When I showed up for my first day of work at WHYY in the late 1990s, the local NPR/PBS combo-affiliate station was building itself a new headquarters atop the main site of the Living History Center. While the new facilities got built, the radio side of the company remained housed in the museum’s former cafeteria. I entered the station from the back parking lot through a plywood construction tunnel. The news director greeted me in the lobby (a plywood vestibule) and brought me to a warren of rooms and studios crammed with desks, chunky computers, and reel-to-reel machines. 

Rancid Chinese-takeout and cheesesteak wrappers overflowed the trash bins. Everyone bustled past one another, ripping scripts off the dot-matrix printer, rushing them to the control room for the afternoon newscast. Terry Gross’s office sat pristine and remote at the end of a narrow corridor. But even Fresh Air’s hallways were piled with tape reels in boxes. Many reels did not even have boxes, just a piece of paper with the famous interviewee’s name in Sharpie. I’d started in radio at a sleepy Iowa university station, and this was not the vision of glamor I imagined at a major-market house of broadcasting.

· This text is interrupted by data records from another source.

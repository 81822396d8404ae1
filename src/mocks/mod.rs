//! Mock implementations for testing.
//!
//! [`MockTransport`] replaces the HTTP layer; [`TestFixtures`] builds
//! clients wired to it and provides canned response documents.

mod transport;

pub use transport::{MockResponse, MockTransport, RecordedRequest};

use crate::client::S3ClientImpl;
use crate::config::S3Config;
use crate::credentials::AwsCredentials;
use crate::executor::RequestExecutor;
use crate::resilience::RetryConfig;
use crate::signing::SignerV4;
use std::collections::HashMap;
use std::sync::Arc;
use std::time::Duration;
use url::Url;

/// Endpoint used by fixture configurations.
pub const TEST_ENDPOINT: &str = "http://localhost:9000";

/// Test fixtures.
pub struct TestFixtures;

impl TestFixtures {
    /// Configuration with test credentials, one endpoint and fast retries.
    pub fn config() -> S3Config {
        Self::config_with_endpoints(&[TEST_ENDPOINT])
    }

    /// Configuration over several endpoints.
    pub fn config_with_endpoints(endpoints: &[&str]) -> S3Config {
        S3Config {
            endpoints: endpoints
                .iter()
                .filter_map(|e| Url::parse(e).ok())
                .collect(),
            credentials: Some(AwsCredentials::new("AKIDTEST", "SECRETTEST")),
            retry: RetryConfig::new(3)
                .with_initial_backoff(Duration::from_millis(1))
                .with_max_backoff(Duration::from_millis(20))
                .with_jitter(false),
            ..S3Config::default()
        }
    }

    /// Executor over `transport` using `config`.
    pub fn executor(config: S3Config, transport: Arc<MockTransport>) -> Arc<RequestExecutor> {
        let signer = Arc::new(SignerV4::new(
            config.credentials.clone(),
            config.region.clone(),
        ));
        match RequestExecutor::new(Arc::new(config), transport, signer) {
            Ok(executor) => Arc::new(executor),
            Err(e) => panic!("fixture configuration rejected: {}", e),
        }
    }

    /// Client over `transport` with the default fixture configuration.
    pub fn client(transport: Arc<MockTransport>) -> S3ClientImpl {
        S3ClientImpl::from_executor(Self::executor(Self::config(), transport))
    }

    /// Sample ListObjects response.
    pub fn list_objects_xml() -> &'static str {
        r#"<?xml version="1.0" encoding="UTF-8"?>
<ListBucketResult xmlns="http://s3.amazonaws.com/doc/2006-03-01/">
    <Name>test-bucket</Name>
    <Prefix></Prefix>
    <Marker></Marker>
    <MaxKeys>1000</MaxKeys>
    <IsTruncated>false</IsTruncated>
    <Contents>
        <Key>file1.txt</Key>
        <LastModified>2024-01-15T10:30:00.000Z</LastModified>
        <ETag>"abc123"</ETag>
        <Size>1024</Size>
        <StorageClass>STANDARD</StorageClass>
    </Contents>
    <Contents>
        <Key>file2.txt</Key>
        <LastModified>2024-01-16T11:30:00.000Z</LastModified>
        <ETag>"def456"</ETag>
        <Size>2048</Size>
        <StorageClass>STANDARD_IA</StorageClass>
    </Contents>
    <CommonPrefixes>
        <Prefix>photos/</Prefix>
    </CommonPrefixes>
</ListBucketResult>"#
    }

    /// Sample ListBuckets response.
    pub fn list_buckets_xml() -> &'static str {
        r#"<?xml version="1.0" encoding="UTF-8"?>
<ListAllMyBucketsResult xmlns="http://s3.amazonaws.com/doc/2006-03-01/">
    <Owner>
        <ID>owner-id</ID>
        <DisplayName>Owner Name</DisplayName>
    </Owner>
    <Buckets>
        <Bucket>
            <Name>bucket1</Name>
            <CreationDate>2024-01-01T00:00:00.000Z</CreationDate>
        </Bucket>
        <Bucket>
            <Name>bucket2</Name>
            <CreationDate>2024-01-02T00:00:00.000Z</CreationDate>
        </Bucket>
    </Buckets>
</ListAllMyBucketsResult>"#
    }

    /// Error document with `code` and `message`.
    pub fn error_xml(code: &str, message: &str) -> String {
        format!(
            r#"<?xml version="1.0" encoding="UTF-8"?>
<Error>
    <Code>{}</Code>
    <Message>{}</Message>
    <RequestId>test-request-id</RequestId>
</Error>"#,
            code, message
        )
    }

    /// Sample InitiateMultipartUpload response.
    pub fn create_multipart_xml(upload_id: &str) -> String {
        format!(
            r#"<?xml version="1.0" encoding="UTF-8"?>
<InitiateMultipartUploadResult xmlns="http://s3.amazonaws.com/doc/2006-03-01/">
    <Bucket>test-bucket</Bucket>
    <Key>test-key.txt</Key>
    <UploadId>{}</UploadId>
</InitiateMultipartUploadResult>"#,
            upload_id
        )
    }

    /// Sample CompleteMultipartUpload response.
    pub fn complete_multipart_xml() -> &'static str {
        r#"<?xml version="1.0" encoding="UTF-8"?>
<CompleteMultipartUploadResult xmlns="http://s3.amazonaws.com/doc/2006-03-01/">
    <Location>http://localhost:9000/test-bucket/test-key.txt</Location>
    <Bucket>test-bucket</Bucket>
    <Key>test-key.txt</Key>
    <ETag>"combined-etag-4"</ETag>
</CompleteMultipartUploadResult>"#
    }

    /// DeleteResult with the given `<Deleted>` keys and `<Error>` entries.
    pub fn delete_result_xml(deleted: &[&str], errors: &[(&str, &str)]) -> String {
        let mut xml = String::from(
            r#"<?xml version="1.0" encoding="UTF-8"?>
<DeleteResult xmlns="http://s3.amazonaws.com/doc/2006-03-01/">"#,
        );
        for key in deleted {
            xml.push_str(&format!("<Deleted><Key>{}</Key></Deleted>", key));
        }
        for (key, code) in errors {
            xml.push_str(&format!(
                "<Error><Key>{}</Key><Code>{}</Code><Message>failed</Message></Error>",
                key, code
            ));
        }
        xml.push_str("</DeleteResult>");
        xml
    }

    /// Sample ListVersions response mixing versions and delete markers.
    pub fn list_versions_xml() -> &'static str {
        r#"<?xml version="1.0" encoding="UTF-8"?>
<ListVersionsResult xmlns="http://s3.amazonaws.com/doc/2006-03-01/">
    <Name>test-bucket</Name>
    <Prefix></Prefix>
    <KeyMarker></KeyMarker>
    <VersionIdMarker></VersionIdMarker>
    <MaxKeys>1000</MaxKeys>
    <IsTruncated>false</IsTruncated>
    <DeleteMarker>
        <Key>doc.txt</Key>
        <VersionId>v3</VersionId>
        <IsLatest>true</IsLatest>
        <LastModified>2024-01-03T00:00:00.000Z</LastModified>
    </DeleteMarker>
    <Version>
        <Key>doc.txt</Key>
        <VersionId>v2</VersionId>
        <IsLatest>false</IsLatest>
        <LastModified>2024-01-02T00:00:00.000Z</LastModified>
        <ETag>"e2"</ETag>
        <Size>20</Size>
        <StorageClass>STANDARD</StorageClass>
    </Version>
    <Version>
        <Key>doc.txt</Key>
        <VersionId>v1</VersionId>
        <IsLatest>false</IsLatest>
        <LastModified>2024-01-01T00:00:00.000Z</LastModified>
        <ETag>"e1"</ETag>
        <Size>10</Size>
        <StorageClass>STANDARD</StorageClass>
    </Version>
</ListVersionsResult>"#
    }

    /// Headers of a successful GET response.
    pub fn get_object_headers(length: usize) -> HashMap<String, String> {
        let mut headers = HashMap::new();
        headers.insert("content-type".to_string(), "text/plain".to_string());
        headers.insert("content-length".to_string(), length.to_string());
        headers.insert("etag".to_string(), "\"abc123\"".to_string());
        headers.insert(
            "last-modified".to_string(),
            "Mon, 15 Jan 2024 10:30:00 GMT".to_string(),
        );
        headers.insert("x-amz-request-id".to_string(), "test-request-id".to_string());
        headers
    }
}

Soon I learned to decode the station’s chaos and even enjoy it. When we did marathon coverage of local election returns, it was all hands on deck as we worked together into the night, calling races on air and slapping high-fives in the hall. 

But for every fun late night, there were a dozen dreary ones cutting tape for the morning newscast. When the station started to digitize, things got worse as software and equipment constantly crashed. There was a lot of frustration and grumbling. I had once dreamed of reporting powerful stories for the network, but we hardly even had time for mediocre features. The local news hole emptied itself daily and needed to be refilled with voices and more voices. 

At the time, I blamed the newsroom’s woes on WHYY’s bosses for understaffing the place — which, of course they did. But now I better understand the cognitive dissonance baked into all production, both broadcast and podcast. It takes hours and hours of effort to produce a thing that dissolves in an instant. “For air” is not a metaphor — it is an actual description of the work. Everything we make = nothing but air.

For every three who start

I bring all this up because of a new report called The Creators: Understanding the Modern Podcast Creator Landscape. It was just released by the audio and podcasting industry group Sounds Profitable. The report’s author, audience research guru Tom Webster (podcasting’s own Paul Lazarsfeld, you might say) ran a survey of more than 5000 podcast consumers, with a focus on those who had tried making podcasts themselves. What he found is that among those who try creating, there’s also a fair amount of quitting.